Return each entry exactly, so that nothing in the data differs from the original.
========
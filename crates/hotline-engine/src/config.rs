use std::env;
use std::time::Duration;

/// Engine tuning knobs. Every field can be overridden through a
/// `HOTLINE_*` environment variable.
#[derive(Debug, Clone)]
pub struct EngineConfig {
    /// How long a session lives without being extended.
    pub session_ttl: Duration,
    /// Period of the sweep that deletes expired sessions.
    pub expiry_sweep_interval: Duration,
    /// Period of the sweep that evicts silent connections.
    pub liveness_sweep_interval: Duration,
    /// A connection is evicted once this long passes without a ping.
    pub heartbeat_timeout: Duration,
    /// Window during which successive pushes to a session coalesce.
    pub batch_delay: Duration,
    /// Deltas with at least this many changed nodes ship as a full update.
    pub incremental_threshold: usize,
}

impl EngineConfig {
    pub fn from_env() -> Self {
        let defaults = Self::default();
        Self {
            session_ttl: env_secs("HOTLINE_SESSION_TTL_SECS", defaults.session_ttl),
            expiry_sweep_interval: env_secs(
                "HOTLINE_EXPIRY_SWEEP_SECS",
                defaults.expiry_sweep_interval,
            ),
            liveness_sweep_interval: env_secs(
                "HOTLINE_LIVENESS_SWEEP_SECS",
                defaults.liveness_sweep_interval,
            ),
            heartbeat_timeout: env_secs(
                "HOTLINE_HEARTBEAT_TIMEOUT_SECS",
                defaults.heartbeat_timeout,
            ),
            batch_delay: env_millis("HOTLINE_BATCH_DELAY_MS", defaults.batch_delay),
            incremental_threshold: env::var("HOTLINE_INCREMENTAL_THRESHOLD")
                .ok()
                .and_then(|value| value.parse().ok())
                .unwrap_or(defaults.incremental_threshold),
        }
    }
}

impl Default for EngineConfig {
    fn default() -> Self {
        Self {
            session_ttl: Duration::from_secs(8 * 60 * 60),
            expiry_sweep_interval: Duration::from_secs(60),
            liveness_sweep_interval: Duration::from_secs(30),
            heartbeat_timeout: Duration::from_secs(60),
            batch_delay: Duration::from_millis(50),
            incremental_threshold: 10,
        }
    }
}

fn env_secs(key: &str, default: Duration) -> Duration {
    env::var(key)
        .ok()
        .and_then(|value| value.parse().ok())
        .map(Duration::from_secs)
        .unwrap_or(default)
}

fn env_millis(key: &str, default: Duration) -> Duration {
    env::var(key)
        .ok()
        .and_then(|value| value.parse().ok())
        .map(Duration::from_millis)
        .unwrap_or(default)
}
========
## EXERCISE ANSWER
filename crates/hotline-engine/src/config.rs
use std::env;
use std::time::Duration;

/// Engine tuning knobs. Every field can be overridden through a
/// `HOTLINE_*` environment variable.
#[derive(Debug, Clone)]
pub struct EngineConfig {
    /// How long a session lives without being extended.
    pub session_ttl: Duration,
    /// Period of the sweep that deletes expired sessions.
    pub expiry_sweep_interval: Duration,
    /// Period of the sweep that evicts silent connections.
    pub liveness_sweep_interval: Duration,
    /// A connection is evicted once this long passes without a ping.
    pub heartbeat_timeout: Duration,
    /// Window during which successive pushes to a session coalesce.
    pub batch_delay: Duration,
    /// Deltas with at least this many changed nodes ship as a full update.
    pub incremental_threshold: usize,
}

impl EngineConfig {
    pub fn from_env() -> Self {
        let defaults = Self::default();
        Self {
            session_ttl: env_secs("HOTLINE_SESSION_TTL_SECS", defaults.session_ttl),
            expiry_sweep_interval: env_secs(
                "HOTLINE_EXPIRY_SWEEP_SECS",
                defaults.expiry_sweep_interval,
            ),
            liveness_sweep_interval: env_secs(
                "HOTLINE_LIVENESS_SWEEP_SECS",
                defaults.liveness_sweep_interval,
            ),
            heartbeat_timeout: env_secs(
                "HOTLINE_HEARTBEAT_TIMEOUT_SECS",
                defaults.heartbeat_timeout,
            ),
            batch_delay: env_millis("HOTLINE_BATCH_DELAY_MS", defaults.batch_delay),
            incremental_threshold: env::var("HOTLINE_INCREMENTAL_THRESHOLD")
                .ok()
                .and_then(|value| value.parse().ok())
                .unwrap_or(defaults.incremental_threshold),
        }
    }
}

impl Default for EngineConfig {
    fn default() -> Self {
        Self {
            session_ttl: Duration::from_secs(8 * 60 * 60),
            expiry_sweep_interval: Duration::from_secs(60),
            liveness_sweep_interval: Duration::from_secs(30),
            heartbeat_timeout: Duration::from_secs(60),
            batch_delay: Duration::from_millis(50),
            incremental_threshold: 10,
        }
    }
}

fn env_secs(key: &str, default: Duration) -> Duration {
    env::var(key)
        .ok()
        .and_then(|value| value.parse().ok())
        .map(Duration::from_secs)
        .unwrap_or(default)
}

fn env_millis(key: &str, default: Duration) -> Duration {
    env::var(key)
        .ok()
        .and_then(|value| value.parse().ok())
        .map(Duration::from_millis)
        .unwrap_or(default)
}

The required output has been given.